Summary entry size table:
|Max Position Size||Low Broker Fees||High Broker Fees|
7. Choosing the right time unit
The time unit corresponds to the candle duration. The most adapted time units to the long-term investment are weekly and monthly. These time units allow for highlighting the trend of an asset. You can set an entry point from a daily timeframe for long-term investment. But, if you go under a daily time unit, you will risk confusing the market noise with buying signal. The more you watch the market in a little time unit, the more the market movements are noised. The good way consists of identifying the trend from a monthly timeframe and setting the entry points from a daily or weekly timeframe.
Thes two following charts show a noised price timeframe (5-minutes) and a timeframe allowing the trend reading (monthly):
Five-minute Dow Jones price:
Monthly Dow Jones price:
8. Defining a buying frequency
The space-time between each new entry characterizes the buying frequency. When I buy a dip, I prefer to space my entries and take time to build a position. Usually, I space each entry by one month. It is impossible to predict the deep and its duration. In addition, if you respect a monthly buying frequency by imposing you to buy one alone entry, that will force you to select the best opportunity. That meets the second rule consisting of favoring the quality.
Example of an investment signal system buying a dip on the Euro Stocks 50:
9. Spotting the main long-term supports
The main supports are significant price levels. They correspond to prices on which big price movements occur. For example, they could be the historical high or low. These price levels durably shifted the market trend.
These supports and resistances can be « predicted » thanks to monthly Fibonacci retracements. Most trading platforms allow the monthly pivots to be printed on the chart price. These pivots will indicate if the market will rebound or confirm its trend. If the market bounces on a monthly pivot or an older highest/lowest price, that may be the end of the dip. If the price crosses these levels, the market could continue its trend.
Here are some monthly pivot points on the Euro stocks 50:
10. Be patient
I think patience is the best quality for an investor. However, be careful on this point: patience does not mean buying the highest price; see the market collapsing and conclude that you must be patient to get your money back. The patience counts as before opening an entry as after. From a monthly point of view, the dips occur approximately every two years on the main indexes. You must show patience before starting a position construction in a dip. The market needs time before a bounce. It can consolidate during several quarters. You must show patience again before the market gives you right.

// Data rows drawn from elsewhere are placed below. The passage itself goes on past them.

//! Field-mapping configuration for issue synchronization.
//!
//! Turns a declarative XML rule set into a validated, immutable model that
//! describes how records of a local issue tracker correspond to records of a
//! remote system. The model is organised as:
//!
//! - [`Configuration`]: projects, issue types and domains plus their mappings
//! - [`Mapping`]: one direction of field rules and connection details
//! - [`Field`], [`XmlFieldGroup`], [`Template`]: individual rules, sharing
//!   [`GeneralField`] attributes
//!
//! [`SyncConfigLoader`] parses a document, checks that every template
//! placeholder names a declared field and publishes a
//! [`ProjectConfigurations`] table. [`SyncConfigStore`] holds the table that
//! is currently in effect.

pub mod configuration;
pub mod errors;
pub mod field;
pub mod loader;
pub mod mapping;
pub mod markup;
pub mod parser;
pub mod store;
pub mod template;
pub mod validator;

#[cfg(test)]
#[path = "lib_tests.rs"]
mod tests;

pub use configuration::Configuration;
pub use errors::{ConfigurationError, ConfigurationResult};
pub use field::{Action, Field, GeneralField, XmlFieldGroup};
pub use loader::{ProjectConfigurations, SyncConfigLoader};
pub use mapping::{Direction, Mapping};
pub use store::SyncConfigStore;
pub use template::{Snapshot, Template};
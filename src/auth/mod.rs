/// Authentication module
///
/// Password verification, JWT issuance/verification, bearer header
/// authentication, and the login/refresh session flow.

mod bearer;
mod claims;
mod jwt;
mod password;
mod session;

pub use bearer::{authenticate, BEARER_PREFIX};
pub use claims::{Claims, Identity, TokenKind};
pub use jwt::{
    issue_access_token, issue_refresh_token, issue_token_at, verify_token, verify_token_at,
    JwtKeys, TokenError,
};
pub use password::{hash_password, validate_password_strength, verify_password};
pub use session::{login, refresh_session, rotate_refresh_token, start_session, SessionTokens};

Buying a dip amounts to betting against the market. That means you consider everybody is wrong. From a long-term perspective, it can be justified. If you believe the root cause of the market falling is episodic and the world economy will absorb it, you may be right to buy the market. However, do not forget the technological bubble bursting in 2001 and the real estate 2008 crisis. You should not buy the dip if you think there is a bubble bursting or a paradigm shift.